About this task: Return the entire listing exactly, leaving nothing out.

· · · · ·

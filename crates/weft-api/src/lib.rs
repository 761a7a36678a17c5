//! Weft API - Theme store Asset API adapter
//!
//! Implements the `IThemeStore` port from `weft-core` on top of the store's
//! REST Asset API:
//!
//! - [`client::StoreClient`] - typed HTTP client (endpoints, auth header,
//!   retry on throttling)
//! - [`provider::ThemeStoreProvider`] - the port implementation mapping
//!   wire payloads to port DTOs
//! - [`error::ApiError`] - typed errors for everything the API can reject

pub mod client;
pub mod error;
pub mod provider;
//! Binary vs. text classification
//!
//! Decides the transfer encoding per asset: text assets are sent to the
//! store as a plain `value`, binary assets as a base64 `attachment`.
//! Classification is by extension only; content is never inspected.
//!
//! Unknown extensions classify as binary. Sending an unrecognized format
//! through the text path would corrupt it, while base64 round-trips
//! anything, so binary is the safe default.

/// Extensions that always transfer as base64 attachments.
///
/// This exact set is a compatibility contract with the store API; extend
/// it only with formats the store is known to reject as text.
pub const BINARY_EXTENSIONS: &[&str] = &[
    "png", "gif", "jpg", "jpeg", "eot", "svg", "ttf", "woff", "otf", "swf", "ico", "pdf",
];

/// Extensions of the textual formats this domain actually ships.
const TEXT_EXTENSIONS: &[&str] = &["liquid", "css", "js", "json"];

/// Compound suffixes that are textual even though their final extension
/// is not in [`TEXT_EXTENSIONS`] (`application.js.map` ends in `.map`).
const TEXT_SUFFIXES: &[&str] = &[".js.map"];

/// Classify a path as binary (true) or text (false).
///
/// Total over all strings: a path with no extension, or an extension not
/// recognized as textual, is binary.
pub fn is_binary(path: &str) -> bool {
    let lower = path.to_ascii_lowercase();
    // Only the file name takes part; dots in directory names don't count.
    let name = lower.rsplit('/').next().unwrap_or(&lower);

    let ext = match name.rsplit_once('.') {
        Some((_, ext)) => ext,
        None => return true,
    };

    if BINARY_EXTENSIONS.contains(&ext) {
        return true;
    }
    if TEXT_EXTENSIONS.contains(&ext) {
        return false;
    }
    !TEXT_SUFFIXES.iter().any(|suffix| name.ends_with(suffix))
}

#[cfg(test)]
mod tests {
    use super::*;

    #[test]
    fn test_known_binary_extensions() {
        for ext in BINARY_EXTENSIONS {
            assert!(is_binary(&format!("hello.{ext}")), "{ext} should be binary");
        }
    }

    #[test]
    fn test_binary_extension_case_insensitive() {
        assert!(is_binary("logo.PNG"));
        assert!(is_binary("Brochure.Pdf"));
    }

    #[test]
    fn test_unknown_extension_is_binary() {
        assert!(is_binary("omg.wut"));
    }

    #[test]
    fn test_no_extension_is_binary() {
        assert!(is_binary("Makefile"));
        assert!(is_binary("assets/LICENSE"));
    }

    #[test]
    fn test_text_extensions() {
        assert!(!is_binary("theme.liquid"));
        assert!(!is_binary("style.css"));
        assert!(!is_binary("application.js"));
        assert!(!is_binary("settings_data.json"));
    }

    #[test]
    fn test_compound_liquid_extension_is_text() {
        // The trailing extension decides: .sass.liquid ends in .liquid.
        assert!(!is_binary("style.sass.liquid"));
    }

    #[test]
    fn test_js_map_is_text() {
        // `map` is in no text list, but the .js.map compound suffix is.
        assert!(!is_binary("application.js.map"));
    }

    #[test]
    fn test_bare_map_extension_is_binary() {
        assert!(is_binary("world.map"));
    }

    #[test]
    fn test_dots_in_directories_are_ignored() {
        assert!(!is_binary("themes/v2.0/layout/theme.liquid"));
        assert!(is_binary("themes/v2.0/readme"));
    }
}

· · · · ·

Answer section:
filename crates/weft-api/src/lib.rs
repository 761a7a36678a17c5
//! Weft API - Theme store Asset API adapter
//!
//! Implements the `IThemeStore` port from `weft-core` on top of the store's
//! REST Asset API:
//!
//! - [`client::StoreClient`] - typed HTTP client (endpoints, auth header,
//!   retry on throttling)
//! - [`provider::ThemeStoreProvider`] - the port implementation mapping
//!   wire payloads to port DTOs
//! - [`error::ApiError`] - typed errors for everything the API can reject

pub mod client;
pub mod error;
pub mod provider;
//! Binary vs. text classification
//!
//! Decides the transfer encoding per asset: text assets are sent to the
//! store as a plain `value`, binary assets as a base64 `attachment`.
//! Classification is by extension only; content is never inspected.
//!
//! Unknown extensions classify as binary. Sending an unrecognized format
//! through the text path would corrupt it, while base64 round-trips
//! anything, so binary is the safe default.

/// Extensions that always transfer as base64 attachments.
///
/// This exact set is a compatibility contract with the store API; extend
/// it only with formats the store is known to reject as text.
pub const BINARY_EXTENSIONS: &[&str] = &[
    "png", "gif", "jpg", "jpeg", "eot", "svg", "ttf", "woff", "otf", "swf", "ico", "pdf",
];

/// Extensions of the textual formats this domain actually ships.
const TEXT_EXTENSIONS: &[&str] = &["liquid", "css", "js", "json"];

/// Compound suffixes that are textual even though their final extension
/// is not in [`TEXT_EXTENSIONS`] (`application.js.map` ends in `.map`).
const TEXT_SUFFIXES: &[&str] = &[".js.map"];

/// Classify a path as binary (true) or text (false).
///
/// Total over all strings: a path with no extension, or an extension not
/// recognized as textual, is binary.
pub fn is_binary(path: &str) -> bool {
    let lower = path.to_ascii_lowercase();
    // Only the file name takes part; dots in directory names don't count.
    let name = lower.rsplit('/').next().unwrap_or(&lower);

    let ext = match name.rsplit_once('.') {
        Some((_, ext)) => ext,
        None => return true,
    };

    if BINARY_EXTENSIONS.contains(&ext) {
        return true;
    }
    if TEXT_EXTENSIONS.contains(&ext) {
        return false;
    }
    !TEXT_SUFFIXES.iter().any(|suffix| name.ends_with(suffix))
}

#[cfg(test)]
mod tests {
    use super::*;

    #[test]
    fn test_known_binary_extensions() {
        for ext in BINARY_EXTENSIONS {
            assert!(is_binary(&format!("hello.{ext}")), "{ext} should be binary");
        }
    }

    #[test]
    fn test_binary_extension_case_insensitive() {
        assert!(is_binary("logo.PNG"));
        assert!(is_binary("Brochure.Pdf"));
    }

    #[test]
    fn test_unknown_extension_is_binary() {
        assert!(is_binary("omg.wut"));
    }

    #[test]
    fn test_no_extension_is_binary() {
        assert!(is_binary("Makefile"));
        assert!(is_binary("assets/LICENSE"));
    }

    #[test]
    fn test_text_extensions() {
        assert!(!is_binary("theme.liquid"));
        assert!(!is_binary("style.css"));
        assert!(!is_binary("application.js"));
        assert!(!is_binary("settings_data.json"));
    }

    #[test]
    fn test_compound_liquid_extension_is_text() {
        // The trailing extension decides: .sass.liquid ends in .liquid.
        assert!(!is_binary("style.sass.liquid"));
    }

    #[test]
    fn test_js_map_is_text() {
        // `map` is in no text list, but the .js.map compound suffix is.
        assert!(!is_binary("application.js.map"));
    }

    #[test]
    fn test_bare_map_extension_is_binary() {
        assert!(is_binary("world.map"));
    }

    #[test]
    fn test_dots_in_directories_are_ignored() {
        assert!(!is_binary("themes/v2.0/layout/theme.liquid"));
        assert!(is_binary("themes/v2.0/readme"));
    }
}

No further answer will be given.